Saved data entries:
********
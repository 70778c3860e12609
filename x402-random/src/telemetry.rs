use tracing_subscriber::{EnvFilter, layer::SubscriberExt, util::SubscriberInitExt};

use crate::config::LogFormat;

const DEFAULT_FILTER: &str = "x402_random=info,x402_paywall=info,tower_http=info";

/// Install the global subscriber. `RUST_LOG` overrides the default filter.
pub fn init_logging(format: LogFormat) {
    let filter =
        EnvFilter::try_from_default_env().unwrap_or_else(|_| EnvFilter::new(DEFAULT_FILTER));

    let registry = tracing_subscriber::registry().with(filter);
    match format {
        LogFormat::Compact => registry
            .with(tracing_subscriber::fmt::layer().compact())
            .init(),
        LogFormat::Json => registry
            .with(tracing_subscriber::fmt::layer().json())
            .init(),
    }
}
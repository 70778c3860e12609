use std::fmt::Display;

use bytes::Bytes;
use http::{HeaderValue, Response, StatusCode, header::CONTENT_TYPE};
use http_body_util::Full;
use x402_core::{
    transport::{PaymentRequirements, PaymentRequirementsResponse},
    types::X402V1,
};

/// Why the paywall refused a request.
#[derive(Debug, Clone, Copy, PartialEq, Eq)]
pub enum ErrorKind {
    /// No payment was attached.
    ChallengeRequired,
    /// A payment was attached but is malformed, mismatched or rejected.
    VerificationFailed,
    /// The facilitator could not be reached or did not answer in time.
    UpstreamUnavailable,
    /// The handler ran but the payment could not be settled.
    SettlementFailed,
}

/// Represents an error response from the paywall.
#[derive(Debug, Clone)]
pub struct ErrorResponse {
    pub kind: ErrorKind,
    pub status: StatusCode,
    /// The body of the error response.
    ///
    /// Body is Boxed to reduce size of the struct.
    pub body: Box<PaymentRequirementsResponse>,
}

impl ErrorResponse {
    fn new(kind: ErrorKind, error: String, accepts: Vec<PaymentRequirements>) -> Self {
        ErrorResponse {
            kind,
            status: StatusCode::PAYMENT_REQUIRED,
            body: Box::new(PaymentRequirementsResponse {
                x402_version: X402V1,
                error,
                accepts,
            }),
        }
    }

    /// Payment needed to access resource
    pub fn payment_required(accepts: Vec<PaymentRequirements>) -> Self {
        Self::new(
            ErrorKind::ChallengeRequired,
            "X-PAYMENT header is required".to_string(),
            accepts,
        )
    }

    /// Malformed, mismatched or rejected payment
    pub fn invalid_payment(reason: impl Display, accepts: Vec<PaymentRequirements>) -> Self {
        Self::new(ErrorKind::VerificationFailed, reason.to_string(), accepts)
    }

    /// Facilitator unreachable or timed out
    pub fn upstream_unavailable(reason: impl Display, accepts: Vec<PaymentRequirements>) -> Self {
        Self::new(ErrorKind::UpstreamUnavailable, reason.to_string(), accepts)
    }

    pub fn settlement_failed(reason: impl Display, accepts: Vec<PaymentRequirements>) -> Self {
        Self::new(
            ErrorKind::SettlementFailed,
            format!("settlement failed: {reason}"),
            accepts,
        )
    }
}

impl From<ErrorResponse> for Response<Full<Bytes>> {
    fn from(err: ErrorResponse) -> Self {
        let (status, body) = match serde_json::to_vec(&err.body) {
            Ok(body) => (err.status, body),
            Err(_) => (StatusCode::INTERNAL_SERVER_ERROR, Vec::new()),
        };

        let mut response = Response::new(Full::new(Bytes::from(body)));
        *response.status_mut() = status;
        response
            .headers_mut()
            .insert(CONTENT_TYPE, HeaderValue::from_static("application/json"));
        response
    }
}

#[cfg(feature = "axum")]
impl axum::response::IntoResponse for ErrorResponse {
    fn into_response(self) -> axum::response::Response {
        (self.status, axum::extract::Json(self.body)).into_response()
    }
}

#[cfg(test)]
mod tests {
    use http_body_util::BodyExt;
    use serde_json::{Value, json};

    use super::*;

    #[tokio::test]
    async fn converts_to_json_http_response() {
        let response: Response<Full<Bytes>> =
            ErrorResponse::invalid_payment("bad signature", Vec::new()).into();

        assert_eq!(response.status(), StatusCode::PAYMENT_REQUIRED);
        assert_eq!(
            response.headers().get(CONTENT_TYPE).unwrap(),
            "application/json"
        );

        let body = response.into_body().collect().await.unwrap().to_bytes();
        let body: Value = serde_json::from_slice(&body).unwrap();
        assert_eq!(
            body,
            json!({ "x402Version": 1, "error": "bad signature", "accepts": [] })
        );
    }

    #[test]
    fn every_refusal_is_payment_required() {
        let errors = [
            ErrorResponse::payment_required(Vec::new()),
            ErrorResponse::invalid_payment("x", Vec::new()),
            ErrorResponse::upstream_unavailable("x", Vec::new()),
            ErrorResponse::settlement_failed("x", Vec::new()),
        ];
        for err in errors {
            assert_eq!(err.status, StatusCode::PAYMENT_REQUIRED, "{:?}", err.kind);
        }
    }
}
********
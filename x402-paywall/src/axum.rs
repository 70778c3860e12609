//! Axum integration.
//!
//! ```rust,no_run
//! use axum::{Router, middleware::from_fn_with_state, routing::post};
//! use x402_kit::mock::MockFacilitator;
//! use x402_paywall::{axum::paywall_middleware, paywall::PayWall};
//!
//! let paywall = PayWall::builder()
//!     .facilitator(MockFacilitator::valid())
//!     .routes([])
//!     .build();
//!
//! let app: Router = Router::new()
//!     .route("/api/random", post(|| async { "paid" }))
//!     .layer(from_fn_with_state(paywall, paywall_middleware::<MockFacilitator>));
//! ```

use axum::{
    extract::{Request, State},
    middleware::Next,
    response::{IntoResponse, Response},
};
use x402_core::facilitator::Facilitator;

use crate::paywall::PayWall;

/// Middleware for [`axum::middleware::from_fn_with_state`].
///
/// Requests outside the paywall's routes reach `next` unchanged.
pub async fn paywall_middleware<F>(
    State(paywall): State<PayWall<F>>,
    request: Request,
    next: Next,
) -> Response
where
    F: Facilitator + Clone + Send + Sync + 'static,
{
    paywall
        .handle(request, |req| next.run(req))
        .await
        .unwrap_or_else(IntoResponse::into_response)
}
********
Your task:
Lines with "ChallengeRequired": find them in the data and copy each one.

Exercise solution:
    ChallengeRequired,
            ErrorKind::ChallengeRequired,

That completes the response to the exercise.